INPUT RECORDS -
-*-*-
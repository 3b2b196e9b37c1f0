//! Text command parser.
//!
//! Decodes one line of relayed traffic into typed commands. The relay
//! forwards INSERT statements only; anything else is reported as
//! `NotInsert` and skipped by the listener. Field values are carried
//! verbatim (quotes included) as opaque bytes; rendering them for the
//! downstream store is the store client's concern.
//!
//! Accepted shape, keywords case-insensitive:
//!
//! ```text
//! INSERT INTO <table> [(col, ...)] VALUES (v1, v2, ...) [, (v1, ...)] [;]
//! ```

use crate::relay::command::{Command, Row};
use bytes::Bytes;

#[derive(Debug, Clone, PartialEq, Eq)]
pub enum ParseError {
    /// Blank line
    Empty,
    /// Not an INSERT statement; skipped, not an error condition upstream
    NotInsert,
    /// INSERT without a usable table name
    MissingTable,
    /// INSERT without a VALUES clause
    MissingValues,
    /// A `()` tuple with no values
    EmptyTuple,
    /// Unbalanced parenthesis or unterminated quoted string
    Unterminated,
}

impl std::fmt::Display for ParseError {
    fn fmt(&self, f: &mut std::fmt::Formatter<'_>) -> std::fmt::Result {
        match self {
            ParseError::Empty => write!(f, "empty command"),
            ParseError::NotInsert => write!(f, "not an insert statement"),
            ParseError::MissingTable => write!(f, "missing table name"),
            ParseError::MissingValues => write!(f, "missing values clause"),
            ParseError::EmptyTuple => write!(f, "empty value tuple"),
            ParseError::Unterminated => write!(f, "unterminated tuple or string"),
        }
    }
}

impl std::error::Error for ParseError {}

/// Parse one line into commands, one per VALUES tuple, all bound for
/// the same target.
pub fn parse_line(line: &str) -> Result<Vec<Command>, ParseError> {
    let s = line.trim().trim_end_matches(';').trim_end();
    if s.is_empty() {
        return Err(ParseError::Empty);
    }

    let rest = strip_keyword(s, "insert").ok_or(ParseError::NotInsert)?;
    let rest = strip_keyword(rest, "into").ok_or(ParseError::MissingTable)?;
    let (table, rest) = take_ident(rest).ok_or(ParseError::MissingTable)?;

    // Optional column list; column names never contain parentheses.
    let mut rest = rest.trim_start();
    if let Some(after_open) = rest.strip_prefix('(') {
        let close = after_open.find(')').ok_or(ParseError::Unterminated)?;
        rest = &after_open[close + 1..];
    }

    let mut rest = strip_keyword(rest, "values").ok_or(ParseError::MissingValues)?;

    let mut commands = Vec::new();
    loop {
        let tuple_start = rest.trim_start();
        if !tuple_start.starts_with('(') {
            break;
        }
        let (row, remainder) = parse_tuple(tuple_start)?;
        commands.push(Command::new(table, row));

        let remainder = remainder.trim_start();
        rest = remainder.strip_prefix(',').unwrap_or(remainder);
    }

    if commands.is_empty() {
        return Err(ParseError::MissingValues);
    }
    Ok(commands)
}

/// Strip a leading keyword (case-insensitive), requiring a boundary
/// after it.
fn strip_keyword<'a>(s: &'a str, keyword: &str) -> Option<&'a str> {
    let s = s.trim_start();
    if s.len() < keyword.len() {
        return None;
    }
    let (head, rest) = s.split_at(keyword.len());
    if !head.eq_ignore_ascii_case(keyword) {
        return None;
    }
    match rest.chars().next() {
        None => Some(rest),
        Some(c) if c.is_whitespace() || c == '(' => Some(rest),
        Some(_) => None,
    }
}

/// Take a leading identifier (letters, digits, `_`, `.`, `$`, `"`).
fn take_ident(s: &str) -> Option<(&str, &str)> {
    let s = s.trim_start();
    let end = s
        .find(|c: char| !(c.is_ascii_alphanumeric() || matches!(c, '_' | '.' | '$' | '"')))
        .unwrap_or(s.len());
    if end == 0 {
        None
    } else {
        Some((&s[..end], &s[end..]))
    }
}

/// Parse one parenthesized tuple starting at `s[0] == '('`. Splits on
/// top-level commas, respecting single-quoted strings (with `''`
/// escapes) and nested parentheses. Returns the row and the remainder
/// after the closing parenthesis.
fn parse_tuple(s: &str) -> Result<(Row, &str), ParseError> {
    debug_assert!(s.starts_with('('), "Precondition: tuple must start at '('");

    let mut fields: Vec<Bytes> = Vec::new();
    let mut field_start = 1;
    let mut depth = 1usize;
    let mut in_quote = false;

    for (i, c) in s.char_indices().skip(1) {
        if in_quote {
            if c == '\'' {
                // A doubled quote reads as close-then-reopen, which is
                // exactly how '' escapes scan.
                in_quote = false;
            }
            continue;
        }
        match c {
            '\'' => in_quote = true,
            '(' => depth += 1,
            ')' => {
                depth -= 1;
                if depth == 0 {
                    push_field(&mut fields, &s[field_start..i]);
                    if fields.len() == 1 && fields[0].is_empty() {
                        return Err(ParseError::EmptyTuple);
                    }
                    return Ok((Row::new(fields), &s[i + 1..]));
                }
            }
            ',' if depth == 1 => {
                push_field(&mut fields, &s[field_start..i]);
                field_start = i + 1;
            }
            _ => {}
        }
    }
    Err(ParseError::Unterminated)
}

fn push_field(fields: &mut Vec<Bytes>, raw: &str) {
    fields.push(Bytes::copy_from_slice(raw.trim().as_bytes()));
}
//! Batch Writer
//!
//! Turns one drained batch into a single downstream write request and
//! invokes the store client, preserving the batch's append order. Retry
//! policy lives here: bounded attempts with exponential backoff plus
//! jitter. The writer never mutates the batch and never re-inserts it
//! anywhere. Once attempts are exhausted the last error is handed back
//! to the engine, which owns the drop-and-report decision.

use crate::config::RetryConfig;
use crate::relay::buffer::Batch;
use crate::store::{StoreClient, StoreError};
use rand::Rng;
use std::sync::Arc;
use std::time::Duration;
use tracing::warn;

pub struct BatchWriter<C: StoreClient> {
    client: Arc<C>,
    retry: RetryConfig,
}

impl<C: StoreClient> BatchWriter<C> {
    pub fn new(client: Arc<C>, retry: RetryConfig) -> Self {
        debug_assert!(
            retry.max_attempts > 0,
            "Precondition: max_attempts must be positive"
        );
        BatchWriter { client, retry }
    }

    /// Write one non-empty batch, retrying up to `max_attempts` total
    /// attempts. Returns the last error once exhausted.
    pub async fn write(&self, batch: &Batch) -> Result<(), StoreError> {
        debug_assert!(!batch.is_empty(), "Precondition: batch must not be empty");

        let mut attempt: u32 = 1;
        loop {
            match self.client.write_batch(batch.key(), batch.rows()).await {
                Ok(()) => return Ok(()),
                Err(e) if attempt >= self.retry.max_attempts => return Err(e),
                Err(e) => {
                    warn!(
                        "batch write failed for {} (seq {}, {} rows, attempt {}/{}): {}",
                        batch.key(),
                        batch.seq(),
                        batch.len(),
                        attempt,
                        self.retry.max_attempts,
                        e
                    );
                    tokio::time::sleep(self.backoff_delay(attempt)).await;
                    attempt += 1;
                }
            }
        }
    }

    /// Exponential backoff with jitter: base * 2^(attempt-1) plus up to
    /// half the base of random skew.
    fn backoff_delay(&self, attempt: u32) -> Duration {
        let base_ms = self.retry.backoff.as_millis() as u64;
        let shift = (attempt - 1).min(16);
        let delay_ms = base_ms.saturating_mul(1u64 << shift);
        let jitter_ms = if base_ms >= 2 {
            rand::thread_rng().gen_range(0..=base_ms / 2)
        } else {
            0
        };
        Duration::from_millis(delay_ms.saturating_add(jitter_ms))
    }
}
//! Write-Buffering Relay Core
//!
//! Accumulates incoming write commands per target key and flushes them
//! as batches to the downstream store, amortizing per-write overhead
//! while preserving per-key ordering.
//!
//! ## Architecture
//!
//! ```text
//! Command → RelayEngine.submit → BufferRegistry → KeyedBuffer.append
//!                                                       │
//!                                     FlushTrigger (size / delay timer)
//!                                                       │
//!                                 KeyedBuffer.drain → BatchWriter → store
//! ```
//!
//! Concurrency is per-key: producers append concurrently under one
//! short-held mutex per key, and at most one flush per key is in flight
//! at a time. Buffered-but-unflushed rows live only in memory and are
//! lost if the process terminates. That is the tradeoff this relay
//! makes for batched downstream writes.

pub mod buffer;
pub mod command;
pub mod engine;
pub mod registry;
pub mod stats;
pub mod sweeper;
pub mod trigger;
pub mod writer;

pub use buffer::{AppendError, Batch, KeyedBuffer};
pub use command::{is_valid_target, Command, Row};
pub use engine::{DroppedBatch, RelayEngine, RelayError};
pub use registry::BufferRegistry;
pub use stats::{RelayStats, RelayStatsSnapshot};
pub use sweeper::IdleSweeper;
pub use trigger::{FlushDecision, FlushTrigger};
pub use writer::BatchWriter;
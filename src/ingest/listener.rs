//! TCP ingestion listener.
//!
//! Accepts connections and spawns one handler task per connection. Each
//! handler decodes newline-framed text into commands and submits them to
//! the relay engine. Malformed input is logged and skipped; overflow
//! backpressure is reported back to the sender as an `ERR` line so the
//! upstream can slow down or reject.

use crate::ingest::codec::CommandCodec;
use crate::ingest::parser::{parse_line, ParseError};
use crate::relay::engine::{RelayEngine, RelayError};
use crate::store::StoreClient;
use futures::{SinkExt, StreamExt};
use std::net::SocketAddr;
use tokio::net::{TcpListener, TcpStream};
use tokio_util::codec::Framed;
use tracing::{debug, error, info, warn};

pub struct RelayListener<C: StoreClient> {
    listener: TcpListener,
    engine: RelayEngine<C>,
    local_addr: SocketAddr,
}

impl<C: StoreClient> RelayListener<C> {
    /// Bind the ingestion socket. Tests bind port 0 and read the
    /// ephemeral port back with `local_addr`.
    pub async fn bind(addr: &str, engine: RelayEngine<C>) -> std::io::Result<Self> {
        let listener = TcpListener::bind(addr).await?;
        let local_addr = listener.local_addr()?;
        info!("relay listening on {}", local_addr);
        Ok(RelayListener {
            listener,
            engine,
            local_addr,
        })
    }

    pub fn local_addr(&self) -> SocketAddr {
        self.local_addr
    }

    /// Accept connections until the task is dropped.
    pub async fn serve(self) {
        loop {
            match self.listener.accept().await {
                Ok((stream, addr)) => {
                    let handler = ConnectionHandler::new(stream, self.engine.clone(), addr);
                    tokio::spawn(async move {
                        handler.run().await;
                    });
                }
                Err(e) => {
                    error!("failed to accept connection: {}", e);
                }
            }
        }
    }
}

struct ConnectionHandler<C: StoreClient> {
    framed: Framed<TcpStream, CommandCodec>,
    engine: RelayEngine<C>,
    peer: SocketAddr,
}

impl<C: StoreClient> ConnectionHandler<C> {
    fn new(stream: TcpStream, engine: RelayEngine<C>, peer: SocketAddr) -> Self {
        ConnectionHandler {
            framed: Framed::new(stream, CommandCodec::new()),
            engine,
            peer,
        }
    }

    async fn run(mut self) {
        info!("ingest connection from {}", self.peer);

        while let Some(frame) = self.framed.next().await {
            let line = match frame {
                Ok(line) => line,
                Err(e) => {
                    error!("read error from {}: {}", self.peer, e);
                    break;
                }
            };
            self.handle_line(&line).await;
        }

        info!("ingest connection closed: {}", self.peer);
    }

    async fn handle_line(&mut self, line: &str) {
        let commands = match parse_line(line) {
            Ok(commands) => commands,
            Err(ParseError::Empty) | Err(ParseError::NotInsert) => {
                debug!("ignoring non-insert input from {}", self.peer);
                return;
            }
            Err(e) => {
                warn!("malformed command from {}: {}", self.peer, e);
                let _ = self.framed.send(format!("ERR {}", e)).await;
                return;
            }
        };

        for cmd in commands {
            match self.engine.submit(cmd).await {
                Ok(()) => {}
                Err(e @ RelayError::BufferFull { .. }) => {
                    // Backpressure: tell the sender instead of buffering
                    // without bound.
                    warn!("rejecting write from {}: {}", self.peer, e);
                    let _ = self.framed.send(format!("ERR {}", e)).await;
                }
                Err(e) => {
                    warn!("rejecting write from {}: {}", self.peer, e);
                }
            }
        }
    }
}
-*-*-
ASSIGNED TASK -
Exactly one number is the answer: how many lines in the data include the word "depth".

EXPECTED ANSWER -
5